Exercise brief ▸
In the data that follows, each entry is to be restated exactly.
┄┄┄┄┄┄
use mzannot::candidate::build_compounds_with_adducts;
use mzannot::lipid::catalog;
use mzannot::prelude::*;
use mzannot::{
    annotate_with_compounds, best_annotation, rank_annotations, AnnotationSummary,
    CancellationToken, CandidateIdentity, CompoundDbAnnotation, Feature, FragmentSpectrum, IonType,
    LipidAnnotationResolver, LipidSearch, LipidSearchParameters, MatchTolerances, MsiLevel,
    MzTolerance, Polarity, RtTolerance, SchymanskiLevel, SpectralLibraryMatch, SummaryConfig,
};

fn pc_feature(id: u64) -> Feature {
    Feature::new(id, 760.5851, Polarity::Positive)
        .with_rt(12.4)
        .with_fragment_spectrum(FragmentSpectrum::from_arrays(
            Polarity::Positive,
            Some(760.5851),
            &[184.0733, 478.3292, 504.3449, 600.0, 760.5851],
            &[1000.0, 200.0, 150.0, 50.0, 300.0],
        ))
}

#[test_log::test]
fn test_lipid_search_and_grading() {
    let params = LipidSearchParameters::default()
        .with_classes(catalog::by_abbr("PC"))
        .with_min_msms_score(20.0)
        .with_resolver(LipidAnnotationResolver::new(true, None));
    let search = LipidSearch::new(params).unwrap();

    let mut features = vec![
        pc_feature(0),
        Feature::new(1, 301.2, Polarity::Positive),
        pc_feature(2),
    ];
    let summary = search
        .run(&mut features, &CancellationToken::new())
        .unwrap();
    assert_eq!(summary.features, 3);
    assert_eq!(summary.annotated, 2);
    assert!(features[1].lipid_annotations.is_empty());

    let feature = &features[0];
    let best = &feature.lipid_annotations[0];
    assert_eq!(best.identity(), "PC 16:0_18:1");
    assert!(best.is_confirmed());
    assert!(feature
        .lipid_annotations
        .iter()
        .any(|m| m.identity() == "PC 34:1"));

    let candidates = feature.all_candidates();
    let config = SummaryConfig::for_features(&features);
    let top = best_annotation(feature, &candidates, config).unwrap();
    assert_eq!(top.name().as_deref(), Some("PC 16:0_18:1"));

    let graded = AnnotationSummary::new(feature, Some(top), config);
    assert_eq!(graded.schymanski_level(), SchymanskiLevel::Level2a);
    assert_eq!(graded.msi_level(), MsiLevel::Level2);
    assert_eq!(graded.annotation_type_rank(), 2);

    let attributes = top.attributes();
    assert!(attributes
        .iter()
        .any(|p| p.name() == "lipid_annotation" && p.value() == "PC 16:0_18:1"));
}

#[test_log::test]
fn test_compound_matching_and_ranking() {
    let compounds = vec![
        CompoundDbAnnotation::new("glucose")
            .with_formula("C6H12O6")
            .with_rt(3.05),
        CompoundDbAnnotation::new("no mass"),
    ];
    let ions = build_compounds_with_adducts(&compounds, &[IonType::protonated()]);
    assert_eq!(ions.len(), 1);
    let mz = ions[0].precursor_mz.unwrap();
    assert!((mz - 181.07066).abs() < 1e-4);

    let mut feature = Feature::new(7, mz + 0.0005, Polarity::Positive).with_rt(3.0);
    let tolerances = MatchTolerances::new()
        .with_mz(MzTolerance::new(0.002, 5.0))
        .with_rt(RtTolerance::Absolute(0.1));
    let hits = annotate_with_compounds(&feature, &ions, &tolerances);
    assert_eq!(hits.len(), 1);
    assert!(hits[0].score.unwrap() > 0.0);

    feature
        .annotations
        .extend(hits.into_iter().map(CandidateIdentity::from));
    feature
        .annotations
        .push(SpectralLibraryMatch::new("glucose [library]", Some(mz), 0.85).into());

    let candidates = feature.all_candidates();
    let config = SummaryConfig::default();
    let ranked = rank_annotations(&feature, &candidates, config);
    assert_eq!(ranked.len(), 2);
    assert_eq!(ranked[0].name().as_deref(), Some("glucose [library]"));

    let compound = AnnotationSummary::new(&feature, Some(ranked[1]), config);
    assert_eq!(compound.msi_level(), MsiLevel::Level2);
    assert_eq!(compound.schymanski_level(), SchymanskiLevel::Level5);
}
┄┄┄┄┄┄
Written answer ▸
use mzannot::candidate::build_compounds_with_adducts;
use mzannot::lipid::catalog;
use mzannot::prelude::*;
use mzannot::{
    annotate_with_compounds, best_annotation, rank_annotations, AnnotationSummary,
    CancellationToken, CandidateIdentity, CompoundDbAnnotation, Feature, FragmentSpectrum, IonType,
    LipidAnnotationResolver, LipidSearch, LipidSearchParameters, MatchTolerances, MsiLevel,
    MzTolerance, Polarity, RtTolerance, SchymanskiLevel, SpectralLibraryMatch, SummaryConfig,
};

fn pc_feature(id: u64) -> Feature {
    Feature::new(id, 760.5851, Polarity::Positive)
        .with_rt(12.4)
        .with_fragment_spectrum(FragmentSpectrum::from_arrays(
            Polarity::Positive,
            Some(760.5851),
            &[184.0733, 478.3292, 504.3449, 600.0, 760.5851],
            &[1000.0, 200.0, 150.0, 50.0, 300.0],
        ))
}

#[test_log::test]
fn test_lipid_search_and_grading() {
    let params = LipidSearchParameters::default()
        .with_classes(catalog::by_abbr("PC"))
        .with_min_msms_score(20.0)
        .with_resolver(LipidAnnotationResolver::new(true, None));
    let search = LipidSearch::new(params).unwrap();

    let mut features = vec![
        pc_feature(0),
        Feature::new(1, 301.2, Polarity::Positive),
        pc_feature(2),
    ];
    let summary = search
        .run(&mut features, &CancellationToken::new())
        .unwrap();
    assert_eq!(summary.features, 3);
    assert_eq!(summary.annotated, 2);
    assert!(features[1].lipid_annotations.is_empty());

    let feature = &features[0];
    let best = &feature.lipid_annotations[0];
    assert_eq!(best.identity(), "PC 16:0_18:1");
    assert!(best.is_confirmed());
    assert!(feature
        .lipid_annotations
        .iter()
        .any(|m| m.identity() == "PC 34:1"));

    let candidates = feature.all_candidates();
    let config = SummaryConfig::for_features(&features);
    let top = best_annotation(feature, &candidates, config).unwrap();
    assert_eq!(top.name().as_deref(), Some("PC 16:0_18:1"));

    let graded = AnnotationSummary::new(feature, Some(top), config);
    assert_eq!(graded.schymanski_level(), SchymanskiLevel::Level2a);
    assert_eq!(graded.msi_level(), MsiLevel::Level2);
    assert_eq!(graded.annotation_type_rank(), 2);

    let attributes = top.attributes();
    assert!(attributes
        .iter()
        .any(|p| p.name() == "lipid_annotation" && p.value() == "PC 16:0_18:1"));
}

#[test_log::test]
fn test_compound_matching_and_ranking() {
    let compounds = vec![
        CompoundDbAnnotation::new("glucose")
            .with_formula("C6H12O6")
            .with_rt(3.05),
        CompoundDbAnnotation::new("no mass"),
    ];
    let ions = build_compounds_with_adducts(&compounds, &[IonType::protonated()]);
    assert_eq!(ions.len(), 1);
    let mz = ions[0].precursor_mz.unwrap();
    assert!((mz - 181.07066).abs() < 1e-4);

    let mut feature = Feature::new(7, mz + 0.0005, Polarity::Positive).with_rt(3.0);
    let tolerances = MatchTolerances::new()
        .with_mz(MzTolerance::new(0.002, 5.0))
        .with_rt(RtTolerance::Absolute(0.1));
    let hits = annotate_with_compounds(&feature, &ions, &tolerances);
    assert_eq!(hits.len(), 1);
    assert!(hits[0].score.unwrap() > 0.0);

    feature
        .annotations
        .extend(hits.into_iter().map(CandidateIdentity::from));
    feature
        .annotations
        .push(SpectralLibraryMatch::new("glucose [library]", Some(mz), 0.85).into());

    let candidates = feature.all_candidates();
    let config = SummaryConfig::default();
    let ranked = rank_annotations(&feature, &candidates, config);
    assert_eq!(ranked.len(), 2);
    assert_eq!(ranked[0].name().as_deref(), Some("glucose [library]"));

    let compound = AnnotationSummary::new(&feature, Some(ranked[1]), config);
    assert_eq!(compound.msi_level(), MsiLevel::Level2);
    assert_eq!(compound.schymanski_level(), SchymanskiLevel::Level5);
}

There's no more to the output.